BLITAR – Kasus pencurian perhiasan emas seberat 44,2 gram milik Yulitichiyawati (53), warga Desa Kemloko, Kecamatan Nglegok, Kabupaten Blitar, akhirnya menemui titik terang.
Setelah sempat meresahkan warga, polisi berhasil meringkus pelakunya, yaitu MJP (29), seorang pegawai honorer RSUD Mardi Waluyo Kota Blitar.
Dalam konferensi pers yang dipimpin Wakapolres Blitar Kota, Kompol Subiyantana, terungkap fakta mencengangkan: pelaku yang sudah tiga tahun bekerja sebagai honorer dengan gaji Rp3 juta per bulan itu mengaku nekat mencuri karena alasan ekonomi.
“Pelaku ini mencari rumah kosong dan menentukan sasaran secara acak. Begitu melihat rumah dalam kondisi lengah, ia langsung masuk dan membawa kabur perhiasan,” ujar Kompol Subiyantana Jumat (12/12/2025).
Aksi MJP terhitung rapi dan cepat. Ia menyasar rumah korban dan mengambil kotak perhiasan berisi gelang serta cincin emas. Total beratnya pun tidak kira- kira mencapai 44,22 gram, yang jika dihitung berdasarkan harga pasar bernilai sekitar Rp65 juta.
Setelah menggasak emas, pelaku kemudian menjual barang curian tersebut melalui media sosial Facebook dengan harga jauh di bawah pasaran.
“Dua cincin dijual seharga Rp4 juta dan satu gelang dilepas Rp25 juta. Uang hasil penjualan sebesar Rp29 juta itu ia gunakan untuk membeli cincin 3 gram dan sebuah iPhone 13 Pro Max,” terang dia.
Kompol Subiyantana mengatakan tak butuh waktu lama bagi Satreskrim Polres Blitar Kota untuk membekuk pelaku.

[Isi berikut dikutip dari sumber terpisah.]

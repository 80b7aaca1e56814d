//! Tiered incentive accumulation.
//!
//! Sales above the base threshold earn incentive in three bands:
//!
//! | Tier | Band                        | Rate                         |
//! |------|-----------------------------|------------------------------|
//! | 1    | base .. level1_end          | 3%                           |
//! | 2    | level1_end .. level2_end    | 7%                           |
//! | 3    | above level2_end            | 10% (7% for 기사)            |
//!
//! Every band is scaled by the margin multiplier. A band only contributes
//! when it is strictly positive, so a non-monotonic triple never produces a
//! negative amount.
//!
//! Arithmetic that would overflow `Decimal` saturates instead of panicking;
//! the result reports it through [`TieredIncentiveResult::saturated`].

use rust_decimal::Decimal;
use serde::{Deserialize, Serialize};

use crate::config::ThresholdTriple;
use crate::models::AuditStep;

/// Rate applied to the tier 1 band.
pub const TIER_1_RATE: Decimal = Decimal::from_parts(3, 0, 0, false, 2);

/// Rate applied to the tier 2 band.
pub const TIER_2_RATE: Decimal = Decimal::from_parts(7, 0, 0, false, 2);

/// Rate applied to the tier 3 band for every position except the lowest one.
pub const TIER_3_RATE: Decimal = Decimal::from_parts(10, 0, 0, false, 2);

/// The lowest-seniority position, whose tier 3 band runs at the tier 2 rate.
pub const LOWEST_SENIORITY_POSITION: &str = "기사";

/// Returns the tier 3 rate for a trimmed position.
pub fn tier_3_rate(position: &str) -> Decimal {
    if position == LOWEST_SENIORITY_POSITION {
        TIER_2_RATE
    } else {
        TIER_3_RATE
    }
}

/// One band's contribution to the incentive.
#[derive(Debug, Clone, PartialEq, Eq, Serialize, Deserialize)]
pub struct TierContribution {
    /// The tier number (1-3).
    pub tier: u8,
    /// Sales within this tier's band.
    pub band: Decimal,
    /// The tier's rate before the multiplier.
    pub rate: Decimal,
    /// `band * rate * multiplier`, unrounded.
    pub amount: Decimal,
}

/// The result of the tiered accumulation.
#[derive(Debug, Clone, PartialEq, Eq)]
pub struct TieredIncentiveResult {
    /// Sum of every contribution, before flooring.
    pub raw_amount: Decimal,
    /// The highest tier with a strictly positive contribution (0 if none).
    pub level: u8,
    /// Contributing tiers in ascending order.
    pub tiers: Vec<TierContribution>,
    /// Audit steps, one per contributing tier.
    pub audit_steps: Vec<AuditStep>,
    /// True if a band, contribution or the sum overflowed and was clamped.
    pub saturated: bool,
}

/// Accumulates the tiered incentive for net sales against a threshold triple.
///
/// `position` selects the tier 3 rate and must already be trimmed.
///
/// # Examples
///
/// ```
/// use incentive_engine::calculation::calculate_tiers;
/// use incentive_engine::config::ThresholdTriple;
/// use rust_decimal::Decimal;
/// use std::str::FromStr;
///
/// let thresholds = ThresholdTriple::new(
///     Decimal::from(24_500_000),
///     Decimal::from(28_500_000),
///     Decimal::from(45_500_000),
/// );
///
/// let result = calculate_tiers(
///     Decimal::from(30_000_000),
///     &thresholds,
///     Decimal::from_str("0.95").unwrap(),
///     "팀장",
///     1,
/// );
///
/// assert_eq!(result.level, 2);
/// assert_eq!(result.raw_amount, Decimal::from(213_750));
/// ```
pub fn calculate_tiers(
    net_sales: Decimal,
    thresholds: &ThresholdTriple,
    multiplier: Decimal,
    position: &str,
    step_number_start: u32,
) -> TieredIncentiveResult {
    let bands = [
        (1u8, thresholds.base, Some(thresholds.level1_end), TIER_1_RATE),
        (2u8, thresholds.level1_end, Some(thresholds.level2_end), TIER_2_RATE),
        (3u8, thresholds.level2_end, None, tier_3_rate(position)),
    ];

    let mut tiers = Vec::new();
    let mut audit_steps = Vec::new();
    let mut step_number = step_number_start;
    let mut saturated = false;

    for (tier, lower, upper, rate) in bands {
        if net_sales <= lower {
            continue;
        }

        let capped = match upper {
            Some(upper) => net_sales.min(upper),
            None => net_sales,
        };
        let band = capped.checked_sub(lower).unwrap_or_else(|| {
            saturated = true;
            capped.saturating_sub(lower)
        });
        if band <= Decimal::ZERO {
            continue;
        }

        let amount = band
            .checked_mul(rate)
            .and_then(|scaled| scaled.checked_mul(multiplier))
            .unwrap_or_else(|| {
                saturated = true;
                band.saturating_mul(rate).saturating_mul(multiplier)
            });
        if amount <= Decimal::ZERO {
            continue;
        }

        audit_steps.push(AuditStep {
            step_number,
            rule_id: format!("tier_{}", tier),
            rule_name: format!("Tier {} Incentive", tier),
            input: serde_json::json!({
                "net_sales": net_sales.normalize().to_string(),
                "lower": lower.normalize().to_string(),
                "upper": upper.map(|u| u.normalize().to_string()),
                "rate": rate.normalize().to_string(),
                "multiplier": multiplier.normalize().to_string(),
            }),
            output: serde_json::json!({
                "band": band.normalize().to_string(),
                "amount": amount.normalize().to_string(),
            }),
            reasoning: format!(
                "({} - {}) x {} x {} = {}",
                capped.normalize(),
                lower.normalize(),
                rate.normalize(),
                multiplier.normalize(),
                amount.normalize()
            ),
        });
        step_number += 1;

        tiers.push(TierContribution {
            tier,
            band,
            rate,
            amount,
        });
    }

    let raw_amount = tiers.iter().fold(Decimal::ZERO, |sum, t| {
        sum.checked_add(t.amount).unwrap_or_else(|| {
            saturated = true;
            Decimal::MAX
        })
    });
    let level = tiers.last().map(|t| t.tier).unwrap_or(0);

    TieredIncentiveResult {
        raw_amount,
        level,
        tiers,
        audit_steps,
        saturated,
    }
}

MJP ditangkap di rumahnya dengan sejumlah barang bukti yang kini telah diamankan, mulai dari perhiasan, ponsel iPhone 13, Samsung Galaxy S7, hingga sepeda motor Honda Vario yang digunakan dalam aksinya.
Saat ini pelaku telah ditahan di Mapolres Blitar Kota dan dijerat pasal pencurian dengan ancaman hukuman hingga lima tahun penjara.